======== DATA FOR REVIEW ========

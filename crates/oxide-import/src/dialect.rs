//! Database dialect implementations.
//!
//! A dialect renders [`SchemaChange`]s to SQL. Generated plans target
//! PostgreSQL, which supports row-level security and `JSONB`.

use crate::operations::{AccessPolicy, ColumnSpec, SchemaChange, TableDefinition};
use crate::schema::ColumnType;

/// Trait for database-specific SQL generation.
pub trait MigrationDialect: Send + Sync {
    /// Returns the dialect name.
    fn name(&self) -> &'static str;

    /// Returns the SQL type name for the given type.
    fn type_name(&self, column_type: &ColumnType) -> String;

    /// Generates the statements for one change.
    fn generate_sql(&self, change: &SchemaChange) -> Vec<String>;

    /// Generates queries confirming a change took effect.
    fn validation_queries(&self, change: &SchemaChange) -> Vec<String>;

    /// Renders a change as a single script of `;`-terminated statements.
    fn script(&self, change: &SchemaChange) -> String {
        self.generate_sql(change)
            .iter()
            .map(|stmt| format!("{};", stmt))
            .collect::<Vec<_>>()
            .join("\n")
    }

    /// Quote an identifier (table name, column name, etc.).
    fn quote_identifier(&self, name: &str) -> String {
        format!("\"{}\"", name.replace('"', "\"\""))
    }

    /// Quote a string literal.
    fn quote_literal(&self, value: &str) -> String {
        format!("'{}'", value.replace('\'', "''"))
    }

    /// Generates column definition SQL.
    fn column_definition(&self, column: &ColumnSpec) -> String {
        let mut parts = vec![
            self.quote_identifier(&column.name),
            self.type_name(&column.column_type),
        ];

        if column.primary_key {
            parts.push("PRIMARY KEY".to_string());
        } else if !column.nullable {
            parts.push("NOT NULL".to_string());
        }

        if let Some(ref default) = column.default {
            parts.push(format!("DEFAULT {}", default));
        }

        if let Some(ref target) = column.references {
            parts.push(format!(
                "REFERENCES {} ({})",
                self.quote_identifier(&target.table),
                self.quote_identifier(&target.column)
            ));
        }

        parts.join(" ")
    }
}

/// PostgreSQL migration dialect.
#[derive(Debug, Clone, Copy, Default)]
pub struct PostgresDialect;

impl PostgresDialect {
    /// Creates a new PostgreSQL dialect.
    #[must_use]
    pub const fn new() -> Self {
        Self
    }

    fn create_table_sql(&self, table: &TableDefinition) -> String {
        let col_defs: Vec<String> = table
            .columns
            .iter()
            .map(|c| self.column_definition(c))
            .collect();
        format!(
            "CREATE TABLE {} (\n  {}\n)",
            self.quote_identifier(&table.name),
            col_defs.join(",\n  ")
        )
    }

    fn enable_row_security_sql(&self, table: &str) -> String {
        format!(
            "ALTER TABLE {} ENABLE ROW LEVEL SECURITY",
            self.quote_identifier(table)
        )
    }

    fn create_policy_sql(&self, table: &str, policy: &AccessPolicy) -> String {
        let predicate = format!(
            "{} = {}",
            self.quote_identifier(&policy.owner_column),
            policy.principal_expression
        );
        format!(
            "CREATE POLICY {} ON {} USING ({}) WITH CHECK ({})",
            self.quote_identifier(&policy.name),
            self.quote_identifier(table),
            predicate,
            predicate
        )
    }

    fn table_exists_query(&self, table: &str) -> String {
        format!(
            "SELECT COUNT(*) FROM information_schema.tables WHERE table_name = {}",
            self.quote_literal(table)
        )
    }

    fn row_security_query(&self, table: &str) -> String {
        format!(
            "SELECT relrowsecurity FROM pg_class WHERE relname = {}",
            self.quote_literal(table)
        )
    }

    fn policy_exists_query(&self, table: &str, policy: &str) -> String {
        format!(
            "SELECT COUNT(*) FROM pg_policies WHERE tablename = {} AND policyname = {}",
            self.quote_literal(table),
            self.quote_literal(policy)
        )
    }
}

impl MigrationDialect for PostgresDialect {
    fn name(&self) -> &'static str {
        "postgresql"
    }

    fn type_name(&self, column_type: &ColumnType) -> String {
        column_type.postgres_name()
    }

    fn generate_sql(&self, change: &SchemaChange) -> Vec<String> {
        match change {
            SchemaChange::CreateTable {
                table,
                row_security,
                policy,
            } => {
                let mut statements = vec![self.create_table_sql(table)];
                if *row_security {
                    statements.push(self.enable_row_security_sql(&table.name));
                }
                if let Some(policy) = policy {
                    statements.push(self.create_policy_sql(&table.name, policy));
                }
                statements
            }

            SchemaChange::DropTable { name, if_exists } => {
                let mut sql = String::from("DROP TABLE ");
                if *if_exists {
                    sql.push_str("IF EXISTS ");
                }
                sql.push_str(&self.quote_identifier(name));
                vec![sql]
            }

            SchemaChange::AddColumn { table, column } => vec![format!(
                "ALTER TABLE {} ADD COLUMN {}",
                self.quote_identifier(table),
                self.column_definition(column)
            )],

            SchemaChange::DropColumn { table, column } => vec![format!(
                "ALTER TABLE {} DROP COLUMN {}",
                self.quote_identifier(table),
                self.quote_identifier(column)
            )],

            SchemaChange::AddForeignKey {
                table,
                name,
                column,
                references,
            } => vec![format!(
                "ALTER TABLE {} ADD CONSTRAINT {} FOREIGN KEY ({}) REFERENCES {} ({})",
                self.quote_identifier(table),
                self.quote_identifier(name),
                self.quote_identifier(column),
                self.quote_identifier(&references.table),
                self.quote_identifier(&references.column)
            )],

            SchemaChange::DropConstraint { table, name } => vec![format!(
                "ALTER TABLE {} DROP CONSTRAINT {}",
                self.quote_identifier(table),
                self.quote_identifier(name)
            )],

            SchemaChange::CreateIndex {
                name,
                table,
                columns,
            } => {
                let quoted: Vec<String> =
                    columns.iter().map(|c| self.quote_identifier(c)).collect();
                vec![format!(
                    "CREATE INDEX {} ON {} ({})",
                    self.quote_identifier(name),
                    self.quote_identifier(table),
                    quoted.join(", ")
                )]
            }

            SchemaChange::DropIndex { name } => {
                vec![format!("DROP INDEX IF EXISTS {}", self.quote_identifier(name))]
            }

            SchemaChange::EnableRowSecurity { table } => {
                vec![self.enable_row_security_sql(table)]
            }

            SchemaChange::DisableRowSecurity { table } => vec![format!(
                "ALTER TABLE {} DISABLE ROW LEVEL SECURITY",
                self.quote_identifier(table)
            )],

            SchemaChange::CreatePolicy { table, policy } => {
                vec![self.create_policy_sql(table, policy)]
            }

            SchemaChange::DropPolicy { table, name } => vec![format!(
                "DROP POLICY IF EXISTS {} ON {}",
                self.quote_identifier(name),
                self.quote_identifier(table)
            )],
        }
    }

    fn validation_queries(&self, change: &SchemaChange) -> Vec<String> {
        match change {
            SchemaChange::CreateTable {
                table,
                row_security,
                policy,
            } => {
                let mut queries = vec![self.table_exists_query(&table.name)];
                if *row_security {
                    queries.push(self.row_security_query(&table.name));
                }
                if let Some(policy) = policy {
                    queries.push(self.policy_exists_query(&table.name, &policy.name));
                }
                queries
            }
            SchemaChange::AddColumn { table, column } => vec![format!(
                "SELECT COUNT(*) FROM information_schema.columns WHERE table_name = {} AND column_name = {}",
                self.quote_literal(table),
                self.quote_literal(&column.name)
            )],
            SchemaChange::CreateIndex { name, .. } => vec![format!(
                "SELECT COUNT(*) FROM pg_indexes WHERE indexname = {}",
                self.quote_literal(name)
            )],
            SchemaChange::EnableRowSecurity { table } => vec![self.row_security_query(table)],
            SchemaChange::CreatePolicy { table, policy } => {
                vec![self.policy_exists_query(table, &policy.name)]
            }
            _ => Vec::new(),
        }
    }
}

#[cfg(test)]
mod tests {
    use super::*;
    use crate::operations::ColumnRef;

    fn dialect() -> PostgresDialect {
        PostgresDialect::new()
    }

    fn leads_table() -> SchemaChange {
        SchemaChange::CreateTable {
            table: TableDefinition::new("leads")
                .column(
                    ColumnSpec::new("id", ColumnType::Uuid)
                        .primary_key()
                        .default_expr("gen_random_uuid()"),
                )
                .column(ColumnSpec::new("email", ColumnType::Varchar(255)))
                .column(
                    ColumnSpec::new("user_id", ColumnType::Varchar(255))
                        .references(ColumnRef::new("users", "id")),
                ),
            row_security: true,
            policy: Some(AccessPolicy {
                name: "leads_owner_access".to_string(),
                owner_column: "owner_id".to_string(),
                principal_expression: "current_user".to_string(),
            }),
        }
    }

    #[test]
    fn test_create_table_sql() {
        let sql = dialect().generate_sql(&leads_table());
        assert_eq!(sql.len(), 3);
        assert!(sql[0].starts_with("CREATE TABLE \"leads\" ("));
        assert!(sql[0].contains("\"id\" UUID PRIMARY KEY DEFAULT gen_random_uuid()"));
        assert!(sql[0].contains("\"user_id\" VARCHAR(255) REFERENCES \"users\" (\"id\")"));
        assert_eq!(sql[1], "ALTER TABLE \"leads\" ENABLE ROW LEVEL SECURITY");
        assert_eq!(
            sql[2],
            "CREATE POLICY \"leads_owner_access\" ON \"leads\" \
             USING (\"owner_id\" = current_user) WITH CHECK (\"owner_id\" = current_user)"
        );
    }

    #[test]
    fn test_script_terminates_statements() {
        let script = dialect().script(&SchemaChange::DropTable {
            name: "leads".to_string(),
            if_exists: true,
        });
        assert_eq!(script, "DROP TABLE IF EXISTS \"leads\";");
    }

    #[test]
    fn test_quoting() {
        assert_eq!(dialect().quote_identifier("we\"ird"), "\"we\"\"ird\"");
        assert_eq!(dialect().quote_literal("o'neil"), "'o''neil'");
    }

    #[test]
    fn test_validation_queries() {
        let queries = dialect().validation_queries(&leads_table());
        assert_eq!(queries.len(), 3);
        assert!(queries[0].contains("information_schema.tables"));
        assert!(queries[2].contains("pg_policies"));
    }
}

========

> [TASK BRIEF]
Every line above with the string "ColumnSpec" in it should be copied into the answer.

> [COMPLETED EXERCISE]
use crate::operations::{AccessPolicy, ColumnSpec, SchemaChange, TableDefinition};
    fn column_definition(&self, column: &ColumnSpec) -> String {
                    ColumnSpec::new("id", ColumnType::Uuid)
                .column(ColumnSpec::new("email", ColumnType::Varchar(255)))
                    ColumnSpec::new("user_id", ColumnType::Varchar(255))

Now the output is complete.